For brain responses in the time domain, we obtained grand average ERPs by averaging across relevant probes, and then averaging across subjects. The data for the grand average ERPs were low-pass filtered at 20 Hz, prior to averaging, for plotting purposes (smoothing). To analyse brain responses in the frequency domain, the data from each trial was decomposed into frequency bins of 2 Hz, from 2 to 40 Hz. The power in these bins was calculated for each 50 ms, starting from 0.5 s prior to probe onset to 1.35 s after, using a Hanning window and a frequency dependent window length (ranging 3.5 s - to 175 ms respectively). These Time Frequency Representations (TRFs) were then averaged across participants to obtain grand average TRFs.

Significance testing

To determine whether brain responses between conditions (e.g., related vs unrelated) were significantly different, we used non-parametric cluster-based permutation tests22 (as implemented in Fieldtrip35). Such a test allows for the combination of information across electrodes and timepoints, to increase sensitivity of the statistical test, without having to correct for multiple comparisons with respect to those aspects. These tests were performed using a within-subject design, and a dependent samples t-test as test-statistic. Note that this non-parametric cluster-based permutation test does not rely on assumptions with regard to the distribution of the data, regardless of the chosen test-statistic (the test-statistic is merely used to quantify the difference between datapoints). In all cases, we performed a two-tailed test, (tail-corrected alpha = 0.025), using 1000 permutations, supplying all channels, and timepoints and/or frequency bins as specified.

Classification

For classification analyses on data in the time domain, the preprocessed data were further downsampled to 64 Hz and low-pass filtered to 15 Hz to reduce the amount and complexity of data passed to the classifier and prevent overfitting. We use a classification pipeline identified as robust for different types of ERPs36, consisting of a spectral filter, a spatial whitening and classification using a regularized classifier. Specifically, the preprocessed data from time 0 to 1 s and all remaining epochs and channels (already spectrally filtered), were spatially whitened, and subsequently classified using a L2-regularized logistic regression. The regularization parameter was optimised using a 5-fold (nested) crossvalidation. A separate classifier was trained for each participant. For classification analysis on data in the time-frequency domain, preprocessed data were again decomposed into frequency bins of 2 Hz (2–40 Hz), but here the bins were calculated for each 100 ms from probe onset (0 s), until the end of the trial (1.35 s), using a Hanning window and a frequency dependent window length (1 s–175 ms respectively). These time-frequency data were then processed using the same classification pipeline.

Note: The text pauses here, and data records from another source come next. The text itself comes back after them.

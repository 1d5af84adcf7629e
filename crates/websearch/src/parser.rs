use crate::ast::{Group, Query, Term};
use crate::lexer::{tokenize, SpannedToken, Token};

/// Parse a web search query into groups of included and excluded terms.
///
/// `a b or c -d` reads as `(a AND b) OR (c AND NOT d)`. Stray operators are
/// dropped rather than reported.
pub fn parse(input: &str) -> Query {
    let tokens = tokenize(input);
    let mut parser = Parser::new(tokens);
    parser.parse_query()
}

struct Parser {
    tokens: Vec<SpannedToken>,
    pos: usize,
}

impl Parser {
    fn new(tokens: Vec<SpannedToken>) -> Self {
        Self { tokens, pos: 0 }
    }

    fn peek(&self) -> &Token {
        self.tokens
            .get(self.pos)
            .map(|t| &t.token)
            .unwrap_or(&Token::Eof)
    }

    fn advance(&mut self) -> Token {
        let token = self.peek().clone();
        self.pos += 1;
        token
    }

    fn parse_query(&mut self) -> Query {
        let mut groups = Vec::new();
        loop {
            let group = self.parse_group();
            if !group.is_empty() {
                groups.push(group);
            }
            match self.advance() {
                Token::Or => continue,
                _ => break,
            }
        }
        Query { groups }
    }

    fn parse_group(&mut self) -> Group {
        let mut group = Group::default();
        loop {
            match self.peek().clone() {
                Token::Word(w) => {
                    self.advance();
                    group.include.push(Term::Word(w));
                }
                Token::Phrase(p) => {
                    self.advance();
                    if let Some(term) = phrase(p) {
                        group.include.push(term);
                    }
                }
                Token::Minus => {
                    self.advance();
                    match self.peek().clone() {
                        Token::Word(w) => {
                            self.advance();
                            group.exclude.push(Term::Word(w));
                        }
                        Token::Phrase(p) => {
                            self.advance();
                            if let Some(term) = phrase(p) {
                                group.exclude.push(term);
                            }
                        }
                        // `-or` and a trailing `-` negate nothing.
                        _ => {}
                    }
                }
                Token::Or | Token::Eof => return group,
            }
        }
    }
}

fn phrase(text: String) -> Option<Term> {
    let text = text.trim();
    if text.chars().any(char::is_alphanumeric) {
        Some(Term::Phrase(text.to_string()))
    } else {
        None
    }
}

#[cfg(test)]
mod tests {
    use super::*;

    fn word(w: &str) -> Term {
        Term::Word(w.to_string())
    }

    #[test]
    fn parse_words_phrase_and_exclusion() {
        let query = parse("django \"release notes\" -packaging");
        assert_eq!(query.groups.len(), 1);
        let group = &query.groups[0];
        assert_eq!(
            group.include,
            vec![word("django"), Term::Phrase("release notes".into())]
        );
        assert_eq!(group.exclude, vec![word("packaging")]);
    }

    #[test]
    fn parse_or_splits_groups() {
        let query = parse("forms or models -admin");
        assert_eq!(query.groups.len(), 2);
        assert_eq!(query.groups[0].include, vec![word("forms")]);
        assert_eq!(query.groups[1].include, vec![word("models")]);
        assert_eq!(query.groups[1].exclude, vec![word("admin")]);
    }

    #[test]
    fn stray_operators_are_dropped() {
        let query = parse("or or forms or -");
        assert_eq!(query.groups.len(), 1);
        assert_eq!(query.groups[0].include, vec![word("forms")]);
        assert!(query.groups[0].exclude.is_empty());
    }

    #[test]
    fn negated_phrase() {
        let query = parse("views -\"class based\"");
        assert_eq!(
            query.groups[0].exclude,
            vec![Term::Phrase("class based".into())]
        );
    }

    #[test]
    fn empty_and_punctuation_only_queries_are_empty() {
        assert!(parse("").is_empty());
        assert!(parse("   ").is_empty());
        assert!(parse("\"\" ?!").is_empty());
    }

    #[test]
    fn exclusion_only_query_is_empty() {
        let query = parse("-packaging");
        assert_eq!(query.groups.len(), 1);
        assert!(query.is_empty());
    }
}
use axum::{
    extract::{Path, State},
    routing::get,
    Json, Router,
};
use docsite_core::builds;
use docsite_core::release::{NewRelease, Release};
use serde_json::{json, Value};

use crate::auth::Admin;
use crate::error::ApiResult;
use crate::state::AppState;

/// Version switcher and release routes.
pub fn routes() -> Router<AppState> {
    Router::new()
        .route("/v1/versions", get(list_versions))
        .route("/v1/versions/{version}/languages", get(languages))
        .route("/v1/releases", get(list_releases).post(create_release))
}

/// Versions with a built tree for the default language, oldest first,
/// then `dev`.
async fn list_versions(State(state): State<AppState>) -> ApiResult<Json<Value>> {
    let site = state.site();
    let versions = builds::all_doc_versions(&site.build_root, &site.default_language).await?;
    Ok(Json(json!({ "versions": versions })))
}

async fn languages(
    State(state): State<AppState>,
    Path(version): Path<String>,
) -> ApiResult<Json<Value>> {
    let languages = state
        .doc_releases()
        .get_available_languages_by_version(&version)
        .await?;
    Ok(Json(json!({ "version": version, "languages": languages })))
}

async fn list_releases(State(state): State<AppState>) -> ApiResult<Json<Vec<Release>>> {
    Ok(Json(state.releases().list().await?))
}

/// Record a release. Creating a dated micro release closes the support
/// window of the earlier ones in its series.
async fn create_release(
    _admin: Admin,
    State(state): State<AppState>,
    Json(new): Json<NewRelease>,
) -> ApiResult<Json<Release>> {
    Ok(Json(state.releases().create(&new).await?))
}
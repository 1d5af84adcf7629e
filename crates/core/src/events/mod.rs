pub mod bus;
pub mod types;

pub use bus::EventBus;
pub use types::DocsEvent;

To estimate classification performance, the data were separated into crossvalidation folds of training and test sets, for each participant, where all but one trial sequences were used as training data, and the data from probes in the excluded trial sequence were used as the test set. Only trial sequences in which ten probes were presented were used as test sets, to avoid biasing the results toward responses to early probes. Epochs that were marked for removal during preprocessing were excluded when occurring in a training set, but were included when part of the test set (in an online BCI application poor data quality does not always preclude an accurate prediction).